§ **YOUR GOAL**
This exercise asks for every line of the material that includes the word "MissingApiKey".

§ **AVAILABLE DATA**
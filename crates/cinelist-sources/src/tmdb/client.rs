use async_trait::async_trait;
use cinelist_config::{TmdbConfig, PLACEHOLDER_API_KEY};
use cinelist_models::{Credits, MovieDetails, PopularPage, VideoList};
use reqwest::Client;
use std::sync::Arc;
use std::time::Duration;
use tracing::info;

use crate::error::SourceError;
use crate::tmdb::api;
use crate::traits::MetadataSource;

/// Create the shared HTTP client
pub fn create_tmdb_client() -> Client {
    Client::builder()
        .user_agent(concat!("cinelist/", env!("CARGO_PKG_VERSION")))
        .timeout(Duration::from_secs(30))
        .build()
        .unwrap_or_else(|_| Client::new())
}

#[derive(Clone)]
pub struct TmdbClient {
    client: Arc<Client>,
    api_key: Option<String>,
    language: String,
    api_base_url: String,
}

impl TmdbClient {
    pub fn new(config: &TmdbConfig, api_key: Option<String>) -> Self {
        Self {
            client: Arc::new(create_tmdb_client()),
            api_key: api_key.filter(|k| !k.trim().is_empty() && k != PLACEHOLDER_API_KEY),
            language: config.language.clone(),
            api_base_url: config.api_base_url.clone(),
        }
    }

    pub fn has_api_key(&self) -> bool {
        self.api_key.is_some()
    }

    /// Checked before any request is built
    fn api_key(&self) -> Result<&str, SourceError> {
        self.api_key.as_deref().ok_or(SourceError::MissingApiKey)
    }
}

#[async_trait]
impl MetadataSource for TmdbClient {
    fn source_name(&self) -> &str {
        "tmdb"
    }

    async fn popular(&self, page: u32) -> Result<PopularPage, SourceError> {
        let api_key = self.api_key()?;
        let page = api::get_popular(&self.client, &self.api_base_url, api_key, &self.language, page).await?;
        info!("Fetched popular movies page {} ({} results)", page.page, page.results.len());
        Ok(page)
    }

    async fn movie(&self, id: u64) -> Result<Option<MovieDetails>, SourceError> {
        let api_key = self.api_key()?;
        api::get_movie(&self.client, &self.api_base_url, api_key, &self.language, id).await
    }

    async fn credits(&self, id: u64) -> Result<Credits, SourceError> {
        let api_key = self.api_key()?;
        api::get_credits(&self.client, &self.api_base_url, api_key, id).await
    }

    async fn videos(&self, id: u64) -> Result<VideoList, SourceError> {
        let api_key = self.api_key()?;
        api::get_videos(&self.client, &self.api_base_url, api_key, &self.language, id).await
    }
}

#[cfg(test)]
mod tests {
    use super::*;
    use cinelist_models::{CastMember, CrewMember, Video};

    fn unroutable_config() -> TmdbConfig {
        // Nothing listens here; a request would fail with Http, not MissingApiKey
        TmdbConfig {
            api_base_url: "http://127.0.0.1:9".to_string(),
            ..TmdbConfig::default()
        }
    }

    #[test]
    fn test_placeholder_key_counts_as_missing() {
        assert!(!TmdbClient::new(&TmdbConfig::default(), None).has_api_key());
        assert!(!TmdbClient::new(&TmdbConfig::default(), Some("  ".to_string())).has_api_key());
        assert!(!TmdbClient::new(&TmdbConfig::default(), Some(PLACEHOLDER_API_KEY.to_string())).has_api_key());
        assert!(TmdbClient::new(&TmdbConfig::default(), Some("k".to_string())).has_api_key());
    }

    #[tokio::test]
    async fn test_missing_key_fails_before_request() {
        let client = TmdbClient::new(&unroutable_config(), None);

        assert!(client.popular(1).await.unwrap_err().is_missing_api_key());
        assert!(client.movie(550).await.unwrap_err().is_missing_api_key());
        assert!(client.credits(550).await.unwrap_err().is_missing_api_key());
        assert!(client.videos(550).await.unwrap_err().is_missing_api_key());
        assert!(client.overview(550, 3).await.unwrap_err().is_missing_api_key());
    }

    /// In-memory service used to exercise the default `overview` composition
    struct FakeSource {
        details: Option<MovieDetails>,
    }

    #[async_trait]
    impl MetadataSource for FakeSource {
        fn source_name(&self) -> &str {
            "fake"
        }

        async fn popular(&self, page: u32) -> Result<PopularPage, SourceError> {
            Ok(PopularPage {
                page,
                results: vec![],
                total_pages: 1,
                total_results: 0,
            })
        }

        async fn movie(&self, _id: u64) -> Result<Option<MovieDetails>, SourceError> {
            Ok(self.details.clone())
        }

        async fn credits(&self, _id: u64) -> Result<Credits, SourceError> {
            Ok(Credits {
                cast: (1..=5)
                    .map(|i| CastMember {
                        id: i,
                        name: format!("Actor {}", i),
                        character: None,
                        profile_path: None,
                    })
                    .collect(),
                crew: vec![CrewMember {
                    id: 99,
                    name: "David Fincher".to_string(),
                    job: "Director".to_string(),
                }],
            })
        }

        async fn videos(&self, _id: u64) -> Result<VideoList, SourceError> {
            Ok(VideoList {
                results: vec![Video {
                    key: "SUXWAEX2jlg".to_string(),
                    name: None,
                    site: "YouTube".to_string(),
                    kind: "Trailer".to_string(),
                    official: false,
                }],
            })
        }
    }

    #[tokio::test]
    async fn test_overview_composition() {
        let details: MovieDetails = serde_json::from_str(r#"{"id": 550, "title": "Fight Club"}"#).unwrap();
        let source = FakeSource { details: Some(details) };

        let overview = source.overview(550, 3).await.unwrap().unwrap();
        assert_eq!(overview.cast.len(), 3);
        assert_eq!(overview.director.as_deref(), Some("David Fincher"));
        assert_eq!(overview.trailer_key.as_deref(), Some("SUXWAEX2jlg"));
    }

    #[tokio::test]
    async fn test_overview_not_found() {
        let source = FakeSource { details: None };
        assert!(source.overview(1, 3).await.unwrap().is_none());
    }
}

§ **OUTPUT FOR THIS TASK**
        self.api_key.as_deref().ok_or(SourceError::MissingApiKey)
        // Nothing listens here; a request would fail with Http, not MissingApiKey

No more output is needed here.